(Beginning of Dataset excerpts)
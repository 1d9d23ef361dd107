/*
 * shae: analyse GPU shader ISA dumps.
 * Copyright (C) 2022  Ruifeng Xie
 *
 * This program is free software: you can redistribute it and/or modify
 * it under the terms of the GNU Affero General Public License as
 * published by the Free Software Foundation, either version 3 of the
 * License, or (at your option) any later version.
 *
 * This program is distributed in the hope that it will be useful,
 * but WITHOUT ANY WARRANTY; without even the implied warranty of
 * MERCHANTABILITY or FITNESS FOR A PARTICULAR PURPOSE.  See the
 * GNU Affero General Public License for more details.
 *
 * You should have received a copy of the GNU Affero General Public License
 * along with this program.  If not, see <https://www.gnu.org/licenses/>.
 */

//! Shader programs: from ISA dumps to basic blocks.

use displaydoc::Display as DisplayDoc;
use thiserror::Error;

use crate::block::{self, Blocks};
use crate::opcode::OpcodeTable;
use crate::reader::{self, IsaFormat};

/// Errors while reading a program. Either kind aborts the analysis.
#[derive(Debug, DisplayDoc, Error, Eq, PartialEq)]
pub enum Error {
    /// parse error: {0}
    InvalidInput(#[from] reader::ParseError),
    /// malformed program: {0}
    MalformedInput(#[from] block::Error),
}

/// Read a program from an ISA dump, using the built-in GCN opcode table.
pub fn read_program(text: &str, format: IsaFormat) -> Result<Blocks, Error> {
    read_program_with(text, format, OpcodeTable::gcn())
}

/// Read a program from an ISA dump, looking up opcodes in a custom table.
pub fn read_program_with(text: &str, format: IsaFormat, table: &OpcodeTable)
                         -> Result<Blocks, Error> {
    let instructions = reader::read_instructions(text, format, table)?;
    Ok(Blocks::build(instructions)?)
}

#[cfg(test)]
mod tests {
    use crate::block;
    use crate::opcode::{FlowKind, OpcodeMetadata, OpcodeTable};
    use crate::reader::{IsaFormat, ParseError};
    use super::{Error, read_program, read_program_with};

    #[test]
    fn test_errors() {
        let err = read_program("shader\n", IsaFormat::ShaderAnalyzer).unwrap_err();
        assert_eq!(err, Error::InvalidInput(ParseError::UnterminatedBody { opened: 1 }));
        assert_eq!(err.to_string(), "parse error: shader body starting in line 1 is never closed by `end`");
        let err = read_program("shader\ns_branch nowhere\nend\n", IsaFormat::Auto).unwrap_err();
        assert!(matches!(err, Error::MalformedInput(block::Error::UnresolvedTarget { .. })));
    }

    #[test]
    fn test_custom_table() {
        let text = "shader\n  my_jump label_y\nlabel_x:\n  s_nop 0\nlabel_y:\n  s_endpgm\nend\n";
        let blocks = read_program(text, IsaFormat::Auto).unwrap();
        assert_eq!(blocks.len(), 5);
        let label_x = blocks.index_of("label_x").unwrap();
        assert_eq!(blocks[1].successors.as_slice(), &[label_x]);

        let mut table = OpcodeTable::gcn().clone();
        let mut jump = OpcodeMetadata::unknown("my_jump");
        jump.flow = FlowKind::Jump;
        table.insert(jump);
        let blocks = read_program_with(text, IsaFormat::Auto, &table).unwrap();
        let label_y = blocks.index_of("label_y").unwrap();
        assert_eq!(blocks[1].successors.as_slice(), &[label_y]);
    }
}
/*
 * shae: analyse GPU shader ISA dumps.
 * Copyright (C) 2022  Ruifeng Xie
 *
 * This program is free software: you can redistribute it and/or modify
 * it under the terms of the GNU Affero General Public License as
 * published by the Free Software Foundation, either version 3 of the
 * License, or (at your option) any later version.
 *
 * This program is distributed in the hope that it will be useful,
 * but WITHOUT ANY WARRANTY; without even the implied warranty of
 * MERCHANTABILITY or FITNESS FOR A PARTICULAR PURPOSE.  See the
 * GNU Affero General Public License for more details.
 *
 * You should have received a copy of the GNU Affero General Public License
 * along with this program.  If not, see <https://www.gnu.org/licenses/>.
 */

//! Opcode histograms.

use std::collections::BTreeMap;
use std::fmt::Write;

use parse_display::{Display, FromStr};

use crate::block::Blocks;
use crate::instr::Instruction;

/// How instructions are grouped in a histogram.
#[derive(Debug, Display, FromStr, Copy, Clone, Eq, PartialEq)]
#[display(style = "kebab-case")]
pub enum Grouping {
    /// By mnemonic, e.g. `v_add_f32`.
    Mnemonic,
    /// By the operand type suffix of the mnemonic, e.g. `f32`.
    OperandSize,
    /// By instruction class, e.g. `VOP2`.
    InstructionClass,
}

impl Default for Grouping {
    fn default() -> Self { Grouping::Mnemonic }
}

/// Operand type suffix of a mnemonic, e.g. `f32` for `v_add_f32`, or `unknown` if the last
/// `_`-separated part is not a type (as in `s_load_dwordx4`).
pub fn operand_size(mnemonic: &str) -> &str {
    let suffix = match mnemonic.rfind('_') {
        Some(k) => &mnemonic[k + 1..],
        None => return "unknown",
    };
    let mut chars = suffix.chars();
    match (chars.next(), chars.next()) {
        (Some('i' | 'u' | 'f' | 'b'), Some(c)) if c.is_ascii_digit() => suffix,
        _ => "unknown",
    }
}

fn group_key(instr: &Instruction, grouping: Grouping) -> String {
    let name = &instr.opcode().name;
    match grouping {
        Grouping::Mnemonic => name.to_string(),
        Grouping::OperandSize => operand_size(name).to_string(),
        Grouping::InstructionClass => instr.opcode().class.to_string(),
    }
}

/// Count instructions per group, most frequent first. Groups with the same count are ordered by
/// key.
pub fn opcode_histogram(blocks: &Blocks, grouping: Grouping) -> Vec<(String, usize)> {
    let mut usage = BTreeMap::new();
    for instr in blocks.instructions() {
        *usage.entry(group_key(instr, grouping)).or_insert(0) += 1;
    }
    let mut usage: Vec<_> = usage.into_iter().collect();
    usage.sort_by(|(_, x), (_, y)| y.cmp(x));
    usage
}

/// Number of decimal digits reserved for a count, given the total count.
fn count_width(total: usize) -> usize {
    // ceil(log10(total)) + 1
    let mut k = 0;
    let mut power = 1usize;
    while power < total {
        power = power.saturating_mul(10);
        k += 1;
    }
    k + 1
}

/// Histogram of instructions, one line per group: key, count and share of all instructions.
pub fn dump_opcode_histogram(blocks: &Blocks, grouping: Grouping) -> Result<String, std::fmt::Error> {
    let usage = opcode_histogram(blocks, grouping);
    let mut res = String::new();
    let key_width = match usage.iter().map(|(key, _)| key.len()).max() {
        Some(longest) => longest + 2,
        None => return Ok(res),
    };
    let total: usize = usage.iter().map(|(_, count)| count).sum();
    let count_width = count_width(total);
    for (key, count) in usage {
        let share = count as f64 / total as f64 * 100.0;
        writeln!(res, "{:key_width$} {:>count_width$} ({:6.2} %)", key, count, share,
                 key_width = key_width, count_width = count_width)?;
    }
    Ok(res)
}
(End of Dataset excerpts)
Exercise goal: Restate the entries above word for word.

Response to the exercise:
repository 1d9d23ef361dd107
/*
 * shae: analyse GPU shader ISA dumps.
 * Copyright (C) 2022  Ruifeng Xie
 *
 * This program is free software: you can redistribute it and/or modify
 * it under the terms of the GNU Affero General Public License as
 * published by the Free Software Foundation, either version 3 of the
 * License, or (at your option) any later version.
 *
 * This program is distributed in the hope that it will be useful,
 * but WITHOUT ANY WARRANTY; without even the implied warranty of
 * MERCHANTABILITY or FITNESS FOR A PARTICULAR PURPOSE.  See the
 * GNU Affero General Public License for more details.
 *
 * You should have received a copy of the GNU Affero General Public License
 * along with this program.  If not, see <https://www.gnu.org/licenses/>.
 */

//! Shader programs: from ISA dumps to basic blocks.

use displaydoc::Display as DisplayDoc;
use thiserror::Error;

use crate::block::{self, Blocks};
use crate::opcode::OpcodeTable;
use crate::reader::{self, IsaFormat};

/// Errors while reading a program. Either kind aborts the analysis.
#[derive(Debug, DisplayDoc, Error, Eq, PartialEq)]
pub enum Error {
    /// parse error: {0}
    InvalidInput(#[from] reader::ParseError),
    /// malformed program: {0}
    MalformedInput(#[from] block::Error),
}

/// Read a program from an ISA dump, using the built-in GCN opcode table.
pub fn read_program(text: &str, format: IsaFormat) -> Result<Blocks, Error> {
    read_program_with(text, format, OpcodeTable::gcn())
}

/// Read a program from an ISA dump, looking up opcodes in a custom table.
pub fn read_program_with(text: &str, format: IsaFormat, table: &OpcodeTable)
                         -> Result<Blocks, Error> {
    let instructions = reader::read_instructions(text, format, table)?;
    Ok(Blocks::build(instructions)?)
}

#[cfg(test)]
mod tests {
    use crate::block;
    use crate::opcode::{FlowKind, OpcodeMetadata, OpcodeTable};
    use crate::reader::{IsaFormat, ParseError};
    use super::{Error, read_program, read_program_with};

    #[test]
    fn test_errors() {
        let err = read_program("shader\n", IsaFormat::ShaderAnalyzer).unwrap_err();
        assert_eq!(err, Error::InvalidInput(ParseError::UnterminatedBody { opened: 1 }));
        assert_eq!(err.to_string(), "parse error: shader body starting in line 1 is never closed by `end`");
        let err = read_program("shader\ns_branch nowhere\nend\n", IsaFormat::Auto).unwrap_err();
        assert!(matches!(err, Error::MalformedInput(block::Error::UnresolvedTarget { .. })));
    }

    #[test]
    fn test_custom_table() {
        let text = "shader\n  my_jump label_y\nlabel_x:\n  s_nop 0\nlabel_y:\n  s_endpgm\nend\n";
        let blocks = read_program(text, IsaFormat::Auto).unwrap();
        assert_eq!(blocks.len(), 5);
        let label_x = blocks.index_of("label_x").unwrap();
        assert_eq!(blocks[1].successors.as_slice(), &[label_x]);

        let mut table = OpcodeTable::gcn().clone();
        let mut jump = OpcodeMetadata::unknown("my_jump");
        jump.flow = FlowKind::Jump;
        table.insert(jump);
        let blocks = read_program_with(text, IsaFormat::Auto, &table).unwrap();
        let label_y = blocks.index_of("label_y").unwrap();
        assert_eq!(blocks[1].successors.as_slice(), &[label_y]);
    }
}
/*
 * shae: analyse GPU shader ISA dumps.
 * Copyright (C) 2022  Ruifeng Xie
 *
 * This program is free software: you can redistribute it and/or modify
 * it under the terms of the GNU Affero General Public License as
 * published by the Free Software Foundation, either version 3 of the
 * License, or (at your option) any later version.
 *
 * This program is distributed in the hope that it will be useful,
 * but WITHOUT ANY WARRANTY; without even the implied warranty of
 * MERCHANTABILITY or FITNESS FOR A PARTICULAR PURPOSE.  See the
 * GNU Affero General Public License for more details.
 *
 * You should have received a copy of the GNU Affero General Public License
 * along with this program.  If not, see <https://www.gnu.org/licenses/>.
 */

//! Opcode histograms.

use std::collections::BTreeMap;
use std::fmt::Write;

use parse_display::{Display, FromStr};

use crate::block::Blocks;
use crate::instr::Instruction;

/// How instructions are grouped in a histogram.
#[derive(Debug, Display, FromStr, Copy, Clone, Eq, PartialEq)]
#[display(style = "kebab-case")]
pub enum Grouping {
    /// By mnemonic, e.g. `v_add_f32`.
    Mnemonic,
    /// By the operand type suffix of the mnemonic, e.g. `f32`.
    OperandSize,
    /// By instruction class, e.g. `VOP2`.
    InstructionClass,
}

impl Default for Grouping {
    fn default() -> Self { Grouping::Mnemonic }
}

/// Operand type suffix of a mnemonic, e.g. `f32` for `v_add_f32`, or `unknown` if the last
/// `_`-separated part is not a type (as in `s_load_dwordx4`).
pub fn operand_size(mnemonic: &str) -> &str {
    let suffix = match mnemonic.rfind('_') {
        Some(k) => &mnemonic[k + 1..],
        None => return "unknown",
    };
    let mut chars = suffix.chars();
    match (chars.next(), chars.next()) {
        (Some('i' | 'u' | 'f' | 'b'), Some(c)) if c.is_ascii_digit() => suffix,
        _ => "unknown",
    }
}

fn group_key(instr: &Instruction, grouping: Grouping) -> String {
    let name = &instr.opcode().name;
    match grouping {
        Grouping::Mnemonic => name.to_string(),
        Grouping::OperandSize => operand_size(name).to_string(),
        Grouping::InstructionClass => instr.opcode().class.to_string(),
    }
}

/// Count instructions per group, most frequent first. Groups with the same count are ordered by
/// key.
pub fn opcode_histogram(blocks: &Blocks, grouping: Grouping) -> Vec<(String, usize)> {
    let mut usage = BTreeMap::new();
    for instr in blocks.instructions() {
        *usage.entry(group_key(instr, grouping)).or_insert(0) += 1;
    }
    let mut usage: Vec<_> = usage.into_iter().collect();
    usage.sort_by(|(_, x), (_, y)| y.cmp(x));
    usage
}

/// Number of decimal digits reserved for a count, given the total count.
fn count_width(total: usize) -> usize {
    // ceil(log10(total)) + 1
    let mut k = 0;
    let mut power = 1usize;
    while power < total {
        power = power.saturating_mul(10);
        k += 1;
    }
    k + 1
}

/// Histogram of instructions, one line per group: key, count and share of all instructions.
pub fn dump_opcode_histogram(blocks: &Blocks, grouping: Grouping) -> Result<String, std::fmt::Error> {
    let usage = opcode_histogram(blocks, grouping);
    let mut res = String::new();
    let key_width = match usage.iter().map(|(key, _)| key.len()).max() {
        Some(longest) => longest + 2,
        None => return Ok(res),
    };
    let total: usize = usage.iter().map(|(_, count)| count).sum();
    let count_width = count_width(total);
    for (key, count) in usage {
        let share = count as f64 / total as f64 * 100.0;
        writeln!(res, "{:key_width$} {:>count_width$} ({:6.2} %)", key, count, share,
                 key_width = key_width, count_width = count_width)?;
    }
    Ok(res)
}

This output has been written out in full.